(EXTRACTED INFORMATION Opens)

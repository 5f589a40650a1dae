//! Configuration module for the index-and-search engine.
//!
//! This module provides a layered configuration system that supports:
//! - Default values
//! - TOML configuration file
//! - Environment variable overrides
//!
//! # Environment Variables
//!
//! Environment variables must be prefixed with `CODESCOUT_` and use double
//! underscores to separate nested levels:
//! - `CODESCOUT_INDEXING__PARALLEL_THREADS=8` sets `indexing.parallel_threads`
//! - `CODESCOUT_FILE_WATCH__DEBOUNCE_MS=500` sets `file_watch.debounce_ms`

use figment::{
    Figment,
    providers::{Env, Format, Serialized, Toml},
};
use serde::{Deserialize, Serialize};
use std::path::PathBuf;

#[derive(Debug, Deserialize, Serialize, Clone)]
pub struct Settings {
    /// Directory holding the persisted index artifact
    #[serde(default = "default_index_path")]
    pub index_path: PathBuf,

    /// Workspace root directory (where .codescout is located)
    #[serde(skip_serializing_if = "Option::is_none")]
    pub workspace_root: Option<PathBuf>,

    /// Global debug mode
    #[serde(default = "default_false")]
    pub debug: bool,

    /// Indexing configuration
    #[serde(default)]
    pub indexing: IndexingConfig,

    /// File watching settings
    #[serde(default)]
    pub file_watch: FileWatchConfig,

    /// Semantic search settings
    #[serde(default)]
    pub semantic_search: SemanticSearchConfig,
}

#[derive(Debug, Deserialize, Serialize, Clone)]
pub struct IndexingConfig {
    /// Number of parallel threads for extraction
    #[serde(default = "default_parallel_threads")]
    pub parallel_threads: usize,

    /// Extra ignore patterns, gitignore syntax, applied on top of the
    /// standard excludes and .gitignore contents
    #[serde(default)]
    pub ignore_patterns: Vec<String>,

    /// Files larger than this are skipped entirely
    #[serde(default = "default_max_file_size")]
    pub max_file_size: u64,

    /// Deadline for startup reconciliation against the live tree
    #[serde(default = "default_sync_timeout_secs")]
    pub sync_timeout_secs: u64,
}

#[derive(Debug, Deserialize, Serialize, Clone)]
pub struct FileWatchConfig {
    /// Enable automatic re-indexing of changed files
    #[serde(default = "default_true")]
    pub enabled: bool,

    /// Quiet period after the last event before a batch is flushed
    #[serde(default = "default_debounce_ms")]
    pub debounce_ms: u64,
}

#[derive(Debug, Deserialize, Serialize, Clone)]
pub struct SemanticSearchConfig {
    /// Enable embedding generation and semantic search
    #[serde(default = "default_false")]
    pub enabled: bool,

    /// Similarity threshold for semantic results
    #[serde(default = "default_similarity_threshold")]
    pub threshold: f32,

    /// Cooldown after a provider failure before the next attempt
    #[serde(default = "default_cooldown_secs")]
    pub retry_cooldown_secs: u64,
}

// Default value functions
fn default_index_path() -> PathBuf {
    PathBuf::from(".codescout")
}
fn default_parallel_threads() -> usize {
    num_cpus::get()
}
fn default_true() -> bool {
    true
}
fn default_false() -> bool {
    false
}
fn default_max_file_size() -> u64 {
    1_048_576
}
fn default_sync_timeout_secs() -> u64 {
    30
}
fn default_debounce_ms() -> u64 {
    1500
}
fn default_similarity_threshold() -> f32 {
    0.3
}
fn default_cooldown_secs() -> u64 {
    60
}

impl Default for Settings {
    fn default() -> Self {
        Self {
            index_path: default_index_path(),
            workspace_root: None,
            debug: false,
            indexing: IndexingConfig::default(),
            file_watch: FileWatchConfig::default(),
            semantic_search: SemanticSearchConfig::default(),
        }
    }
}

impl Default for IndexingConfig {
    fn default() -> Self {
        Self {
            parallel_threads: default_parallel_threads(),
            ignore_patterns: Vec::new(),
            max_file_size: default_max_file_size(),
            sync_timeout_secs: default_sync_timeout_secs(),
        }
    }
}

impl Default for FileWatchConfig {
    fn default() -> Self {
        Self {
            enabled: default_true(),
            debounce_ms: default_debounce_ms(),
        }
    }
}

impl Default for SemanticSearchConfig {
    fn default() -> Self {
        Self {
            enabled: default_false(),
            threshold: default_similarity_threshold(),
            retry_cooldown_secs: default_cooldown_secs(),
        }
    }
}

impl Settings {
    /// Load settings with the full layering: defaults, then codescout.toml,
    /// then environment variables.
    pub fn load() -> Result<Self, figment::Error> {
        Figment::from(Serialized::defaults(Settings::default()))
            .merge(Toml::file("codescout.toml"))
            .merge(Env::prefixed("CODESCOUT_").split("__"))
            .extract()
    }

    /// Path of the persisted index artifact
    pub fn index_file(&self) -> PathBuf {
        let base = match &self.workspace_root {
            Some(root) => root.join(&self.index_path),
            None => self.index_path.clone(),
        };
        base.join("index.bin")
    }
}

(EXTRACTED INFORMATION Closes)

▸ WHAT THIS TASK INVOLVES: Please give again the lines above between the line holding "impl Default for SemanticSearchConfig" and the line holding "Load settings with", inclusive, exactly as they are and with nothing added.

▸ TASK ANSWER:
impl Default for SemanticSearchConfig {
    fn default() -> Self {
        Self {
            enabled: default_false(),
            threshold: default_similarity_threshold(),
            retry_cooldown_secs: default_cooldown_secs(),
        }
    }
}

impl Settings {
    /// Load settings with the full layering: defaults, then codescout.toml,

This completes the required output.